(Stored items)
_ _ _ _

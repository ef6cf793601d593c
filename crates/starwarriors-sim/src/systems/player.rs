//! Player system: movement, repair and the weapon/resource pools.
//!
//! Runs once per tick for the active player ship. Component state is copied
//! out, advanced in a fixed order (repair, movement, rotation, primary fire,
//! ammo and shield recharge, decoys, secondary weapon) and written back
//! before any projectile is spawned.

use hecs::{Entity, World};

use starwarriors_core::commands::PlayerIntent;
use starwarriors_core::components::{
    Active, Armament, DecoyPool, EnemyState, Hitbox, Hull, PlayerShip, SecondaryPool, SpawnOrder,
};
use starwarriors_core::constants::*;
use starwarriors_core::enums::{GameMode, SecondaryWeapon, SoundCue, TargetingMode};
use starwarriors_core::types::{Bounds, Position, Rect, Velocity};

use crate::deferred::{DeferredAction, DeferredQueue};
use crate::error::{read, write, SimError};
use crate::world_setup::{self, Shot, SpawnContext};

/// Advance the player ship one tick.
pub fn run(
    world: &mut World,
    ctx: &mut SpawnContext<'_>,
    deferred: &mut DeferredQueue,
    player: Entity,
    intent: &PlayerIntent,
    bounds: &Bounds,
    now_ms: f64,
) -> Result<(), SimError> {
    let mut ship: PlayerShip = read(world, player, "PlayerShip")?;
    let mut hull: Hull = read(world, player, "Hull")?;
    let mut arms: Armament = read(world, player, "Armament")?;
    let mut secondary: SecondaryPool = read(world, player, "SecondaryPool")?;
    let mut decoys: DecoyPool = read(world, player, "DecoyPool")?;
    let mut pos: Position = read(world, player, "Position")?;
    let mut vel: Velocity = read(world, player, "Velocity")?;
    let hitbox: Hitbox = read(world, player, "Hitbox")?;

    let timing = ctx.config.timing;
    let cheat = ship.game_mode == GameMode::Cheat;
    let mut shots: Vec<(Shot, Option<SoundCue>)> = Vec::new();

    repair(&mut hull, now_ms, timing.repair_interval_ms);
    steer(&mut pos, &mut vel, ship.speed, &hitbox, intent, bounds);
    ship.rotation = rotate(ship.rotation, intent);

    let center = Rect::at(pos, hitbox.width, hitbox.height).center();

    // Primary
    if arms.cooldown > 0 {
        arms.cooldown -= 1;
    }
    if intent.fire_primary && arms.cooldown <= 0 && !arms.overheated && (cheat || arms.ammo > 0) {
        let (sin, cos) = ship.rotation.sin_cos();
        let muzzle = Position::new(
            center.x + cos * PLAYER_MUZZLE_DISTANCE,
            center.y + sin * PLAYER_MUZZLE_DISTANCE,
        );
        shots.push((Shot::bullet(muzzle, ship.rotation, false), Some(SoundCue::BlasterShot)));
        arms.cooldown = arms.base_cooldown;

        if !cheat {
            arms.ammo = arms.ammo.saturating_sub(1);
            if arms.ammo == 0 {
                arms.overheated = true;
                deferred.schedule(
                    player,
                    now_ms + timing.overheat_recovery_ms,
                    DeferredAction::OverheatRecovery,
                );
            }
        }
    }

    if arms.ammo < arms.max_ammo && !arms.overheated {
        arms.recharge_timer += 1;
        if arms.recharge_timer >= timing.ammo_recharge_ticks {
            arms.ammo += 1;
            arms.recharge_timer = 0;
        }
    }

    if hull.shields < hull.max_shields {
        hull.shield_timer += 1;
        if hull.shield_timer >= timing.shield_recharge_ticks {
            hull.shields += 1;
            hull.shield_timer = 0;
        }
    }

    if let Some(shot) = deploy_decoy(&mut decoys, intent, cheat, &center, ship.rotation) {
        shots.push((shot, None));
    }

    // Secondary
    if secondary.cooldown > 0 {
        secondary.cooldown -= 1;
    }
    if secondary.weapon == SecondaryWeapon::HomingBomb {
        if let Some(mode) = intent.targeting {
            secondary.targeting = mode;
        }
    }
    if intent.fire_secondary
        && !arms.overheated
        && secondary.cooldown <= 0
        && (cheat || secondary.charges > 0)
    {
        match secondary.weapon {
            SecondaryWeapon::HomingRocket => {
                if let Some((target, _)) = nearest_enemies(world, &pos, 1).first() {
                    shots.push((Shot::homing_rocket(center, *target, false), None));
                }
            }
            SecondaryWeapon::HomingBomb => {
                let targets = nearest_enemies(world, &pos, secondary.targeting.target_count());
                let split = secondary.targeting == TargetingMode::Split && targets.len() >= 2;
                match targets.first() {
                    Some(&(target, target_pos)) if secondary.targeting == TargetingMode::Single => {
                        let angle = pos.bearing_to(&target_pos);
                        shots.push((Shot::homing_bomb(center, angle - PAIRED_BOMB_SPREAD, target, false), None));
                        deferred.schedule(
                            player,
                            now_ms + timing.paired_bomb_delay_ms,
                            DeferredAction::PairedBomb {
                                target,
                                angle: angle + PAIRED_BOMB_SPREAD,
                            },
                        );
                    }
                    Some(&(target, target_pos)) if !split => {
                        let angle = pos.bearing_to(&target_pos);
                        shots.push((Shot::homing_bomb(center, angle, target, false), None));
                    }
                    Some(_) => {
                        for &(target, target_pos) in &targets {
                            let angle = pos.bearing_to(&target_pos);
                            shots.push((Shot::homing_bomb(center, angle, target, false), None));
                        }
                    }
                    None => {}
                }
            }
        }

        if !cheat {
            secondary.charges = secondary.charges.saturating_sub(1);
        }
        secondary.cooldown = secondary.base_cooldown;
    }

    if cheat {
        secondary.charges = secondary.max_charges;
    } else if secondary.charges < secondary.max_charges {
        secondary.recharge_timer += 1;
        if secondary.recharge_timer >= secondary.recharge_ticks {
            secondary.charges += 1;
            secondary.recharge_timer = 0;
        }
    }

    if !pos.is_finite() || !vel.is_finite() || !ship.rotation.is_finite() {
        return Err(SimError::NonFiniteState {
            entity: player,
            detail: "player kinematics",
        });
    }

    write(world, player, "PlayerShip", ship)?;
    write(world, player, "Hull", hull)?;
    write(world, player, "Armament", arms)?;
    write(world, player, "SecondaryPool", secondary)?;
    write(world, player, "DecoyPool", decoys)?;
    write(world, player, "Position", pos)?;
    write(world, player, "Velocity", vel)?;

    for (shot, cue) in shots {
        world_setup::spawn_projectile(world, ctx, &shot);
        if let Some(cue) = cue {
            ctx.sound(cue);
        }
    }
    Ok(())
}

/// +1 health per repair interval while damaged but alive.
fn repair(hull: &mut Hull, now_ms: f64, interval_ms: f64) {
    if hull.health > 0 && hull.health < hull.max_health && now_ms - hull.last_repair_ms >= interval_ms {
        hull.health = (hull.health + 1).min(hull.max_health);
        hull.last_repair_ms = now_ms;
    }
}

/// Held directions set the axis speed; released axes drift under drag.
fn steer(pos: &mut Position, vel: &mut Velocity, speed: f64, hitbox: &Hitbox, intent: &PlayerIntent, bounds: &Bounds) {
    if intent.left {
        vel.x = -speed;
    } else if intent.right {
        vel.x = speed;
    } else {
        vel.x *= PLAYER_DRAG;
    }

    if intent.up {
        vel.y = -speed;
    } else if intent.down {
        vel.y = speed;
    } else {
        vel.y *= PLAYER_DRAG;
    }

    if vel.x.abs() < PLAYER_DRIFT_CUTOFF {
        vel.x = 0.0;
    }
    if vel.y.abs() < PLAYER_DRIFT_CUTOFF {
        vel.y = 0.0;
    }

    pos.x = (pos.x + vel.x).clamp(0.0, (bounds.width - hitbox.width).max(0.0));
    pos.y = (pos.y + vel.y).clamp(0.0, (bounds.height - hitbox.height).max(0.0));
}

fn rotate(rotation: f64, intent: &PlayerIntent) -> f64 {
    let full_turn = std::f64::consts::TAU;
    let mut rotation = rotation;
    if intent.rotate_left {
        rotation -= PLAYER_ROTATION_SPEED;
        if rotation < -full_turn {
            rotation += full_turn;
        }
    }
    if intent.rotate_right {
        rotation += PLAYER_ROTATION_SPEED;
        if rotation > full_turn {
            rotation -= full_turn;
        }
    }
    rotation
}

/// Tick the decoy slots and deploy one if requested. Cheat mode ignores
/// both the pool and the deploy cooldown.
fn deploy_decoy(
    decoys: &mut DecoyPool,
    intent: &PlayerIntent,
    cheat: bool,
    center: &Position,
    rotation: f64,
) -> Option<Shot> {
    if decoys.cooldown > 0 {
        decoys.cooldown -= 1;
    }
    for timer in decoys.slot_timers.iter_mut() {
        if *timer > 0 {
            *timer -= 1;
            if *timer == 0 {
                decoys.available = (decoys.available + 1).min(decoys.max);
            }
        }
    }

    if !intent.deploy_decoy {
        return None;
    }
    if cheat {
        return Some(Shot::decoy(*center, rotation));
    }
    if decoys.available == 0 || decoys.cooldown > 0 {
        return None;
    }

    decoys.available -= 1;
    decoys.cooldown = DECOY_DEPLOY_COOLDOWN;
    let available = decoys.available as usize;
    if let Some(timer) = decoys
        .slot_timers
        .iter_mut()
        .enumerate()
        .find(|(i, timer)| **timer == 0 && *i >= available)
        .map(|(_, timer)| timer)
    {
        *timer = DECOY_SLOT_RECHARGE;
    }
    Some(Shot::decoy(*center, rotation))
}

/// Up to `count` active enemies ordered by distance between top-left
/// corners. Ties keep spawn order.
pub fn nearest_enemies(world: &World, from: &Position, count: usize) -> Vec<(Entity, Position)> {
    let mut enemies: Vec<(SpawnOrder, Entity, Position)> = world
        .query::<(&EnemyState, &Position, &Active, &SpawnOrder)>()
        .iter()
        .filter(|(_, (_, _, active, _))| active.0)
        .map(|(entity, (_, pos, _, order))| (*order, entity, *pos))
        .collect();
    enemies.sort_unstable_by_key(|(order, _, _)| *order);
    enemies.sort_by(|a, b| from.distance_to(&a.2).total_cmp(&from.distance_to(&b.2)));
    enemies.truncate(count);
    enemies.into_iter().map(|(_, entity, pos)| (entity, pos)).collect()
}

_ _ _ _

Lines above that contain the string "width" make up the answer.

    let center = Rect::at(pos, hitbox.width, hitbox.height).center();
    pos.x = (pos.x + vel.x).clamp(0.0, (bounds.width - hitbox.width).max(0.0));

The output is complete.